▸ YOUR ASSIGNMENT
Copy out exactly the lines from the first line of the material below through the line containing "inside a directory.", and nothing beyond them.

▸ MATERIAL PROVIDED

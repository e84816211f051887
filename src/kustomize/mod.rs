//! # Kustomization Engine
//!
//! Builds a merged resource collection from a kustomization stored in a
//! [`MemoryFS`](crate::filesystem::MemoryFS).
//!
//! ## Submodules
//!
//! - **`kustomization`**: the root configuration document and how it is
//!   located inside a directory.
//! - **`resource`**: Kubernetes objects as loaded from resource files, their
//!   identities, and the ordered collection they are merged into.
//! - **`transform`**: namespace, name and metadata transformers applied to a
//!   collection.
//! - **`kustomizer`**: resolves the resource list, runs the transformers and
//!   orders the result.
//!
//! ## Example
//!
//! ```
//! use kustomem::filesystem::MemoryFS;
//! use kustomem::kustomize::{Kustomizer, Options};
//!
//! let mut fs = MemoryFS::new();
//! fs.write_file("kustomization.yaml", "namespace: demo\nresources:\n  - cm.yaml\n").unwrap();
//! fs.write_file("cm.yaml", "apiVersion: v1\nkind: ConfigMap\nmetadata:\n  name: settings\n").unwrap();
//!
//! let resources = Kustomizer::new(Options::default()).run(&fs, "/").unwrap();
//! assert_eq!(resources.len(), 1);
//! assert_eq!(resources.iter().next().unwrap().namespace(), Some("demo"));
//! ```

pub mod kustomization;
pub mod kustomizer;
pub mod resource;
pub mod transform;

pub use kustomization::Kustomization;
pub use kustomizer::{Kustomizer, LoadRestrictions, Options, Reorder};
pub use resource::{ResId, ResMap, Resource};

▸ WRITTEN SOLUTION
repository e84816211f051887
filename src/kustomize/mod.rs
//! # Kustomization Engine
//!
//! Builds a merged resource collection from a kustomization stored in a
//! [`MemoryFS`](crate::filesystem::MemoryFS).
//!
//! ## Submodules
//!
//! - **`kustomization`**: the root configuration document and how it is
//!   located inside a directory.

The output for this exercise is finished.